Keterbukaan Publik Ciptakan Pemerintah Berwibawa
https://tusrita.blogspot.com/2015/12/keterbukaan-publik-ciptakan-pemerintah.html
Tusrita - Keterbukaan
informasi menjadi cermin dari transparansi pengelolaan badan publik. Melalui
keterbukaan informasi, publik mendapat tempat untuk melaksanakan kontrol
terhadap pengelolaan badan publik. Dengan demikian peluang untuk mnyimpang atau
korupsi sudah tertutup habis, karena semuanya dikelola secara transparan di
bawah pengawasan publik.
Inilah hakekat dari
pelaksanaan UU 14/2008 tentang keterbukaan informasi publik. Intinya apapun
informasi yg diminta publik terkait pengelolaan badan publik wajib dilayani,
kecuali informasi tersebut oleh undang undang dinyatakan bersifat rahasia.
Dengan UU 14/2008 ini tidak ada lagi istilah kong kalikong karena semuanya
harus diumumkan kepada publik.
Untuk menjalankan
keterbukaan informasi publik, maka setiap badan publik wajib membentuk PPID
(Pejabat Pengelola Informasi dan Dokumentasi). Tugasnya adalah menjembatani
pelayanan informasi dari badan publik yang bersangkutan. PPID memiliki
kewajiban mengumpulkan informasi dan dokumentasi, mengolah dan menyajikan dan
menyiarkannya agar diketahui publik. Permintaan informasi secara langsung juga
wajib dilayani oleh PPID.
Ketua Komisi
Informasi Sumatera Barat, Syamsurizal, SE, mengatakan semua rancangan dan semua
keputusan pimpinan badan publik, jumlah dan pengelola anggaran yang tersedia di
badan publik termasuk ke dalam informasi publik. Begitu juga, laporan realisasi
fisik dan keuangan badan publik, laporan hasil temuan pemeriksa keuangan,
informasi serangan hama dan penyakit dan informasi kebencanaan. “Masih banyak
lagi yang lainnya,” tegas Syamsurizal.
Jika ada Badan Publik
yang tidak memberikan layanan informasi kepada pemohon, maka pemohon dapat
mengadu ke Komisi Informasi. Atas pengaduan tersebut Komisi Informasi
menyidangkan dan memberi putusan final.

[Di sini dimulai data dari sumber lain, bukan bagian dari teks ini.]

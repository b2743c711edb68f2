//! ---
//! ms2m_section: "03-checkpoint-artifact"
//! ms2m_subsection: "module"
//! ms2m_type: "source"
//! ms2m_scope: "code"
//! ms2m_description: "Error types raised while building checkpoint artifacts."
//! ms2m_version: "v0.0.0-prealpha"
//! ms2m_owner: "tbd"
//! ---
use std::path::PathBuf;

use thiserror::Error;

pub type Result<T> = std::result::Result<T, ArtifactError>;

#[derive(Debug, Error)]
pub enum ArtifactError {
    /// The checkpoint archive is missing or cannot be read.
    #[error("artifact build failed: cannot read {path}: {source}")]
    ArchiveUnreadable {
        path: PathBuf,
        #[source]
        source: std::io::Error,
    },
    /// Manifest and config disagree on the image-spec family.
    #[error("invalid artifact: {0}")]
    InvalidArtifact(String),
    #[error("artifact encoding failed: {0}")]
    Encode(#[from] serde_json::Error),
    #[error("artifact i/o failed: {0}")]
    Io(#[from] std::io::Error),
}

impl ArtifactError {
    /// Underlying I/O error, if any, so callers can spot a full disk.
    pub fn io_error(&self) -> Option<&std::io::Error> {
        match self {
            ArtifactError::ArchiveUnreadable { source, .. } => Some(source),
            ArtifactError::Io(err) => Some(err),
            _ => None,
        }
    }
}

Jenis putusannya bisa berupa denda atau
pidana. “Bisa jadi akibat tidak memberi layanan informasi yang diminta
masyarakat, pimpinan badan publik terkena pidana,” jelas Syamsurizal.
Oleh Karena itu,
Ketua DPD RI Irman Gusman, menilai keterbukaan informasi publik merupakan dasar
yang sangat penting bagi pelaksanaan pemerintahan bersih dan berwibawa. Jangan
harap ada pemerintahan yg bersih dan berwibawa, jika tidak dikelola secara
transparan. Dan bentuk nyata dari transparansi itu adalah keterbukaan informasi
publik. Oleh karena itu, begitu besar perhatian Irman Gusman, hingga
menyempatkan diri menyerahkan penghargaan kepada badan publik yang telah
melaksanakan keterbukaan informasi.
Irman yang sudah dua
kali memimpin lembaga tempat para senator bertahta itu, memberikan apresiasi yg
tinggi kepada Kabupaten Dharmasraya, meskipun masih baru, namun memiliki
komitmen tinggi terhadap keterbukaan informasi. “Bupatinya punya komitmen
tinggi terhadap pemberantasan korupsi,” tukuk Irman. Apalagi Kabupaten
Dharmasraya yg didukung dengan anggaran memadai untuk operasional PPID.
Bupati Dharmasraya,
H. Syafrizal usai menerima penghargaan supremasi keterbukaan informasi publik
menyebutkan, komitmen terhadap pemberantasan korupsi yang diberikan saat
memimpin Kabupaten Dharmasraya, merupakan penjabaran dari aksi revolusi mental
yg dicanangkan oleh Presiden Joko Widodo. Salah satu langkah nyata dalam
revolusi mental adalah merubah cara pandang, sikap dan tindakan menjadi lebih
baik dalam bidang masing masing.
Jikalau apa yg sudah
dilakukannya mendapat apresiasi dari Komisi Informasi, itu hanya kebetulan
saja. Komitmen itu sama sekali tidak diniatkan untuk mendapatkan penghargaan,
namun semata mata untuk menyempurnakan pengabdiannya di kabupaten berjuluk
petrodolar. “Terima kasih kepada jajaran PPID atas dukungannya,” kata bupati
yang merangkap Kepala BPM Sumbar itu.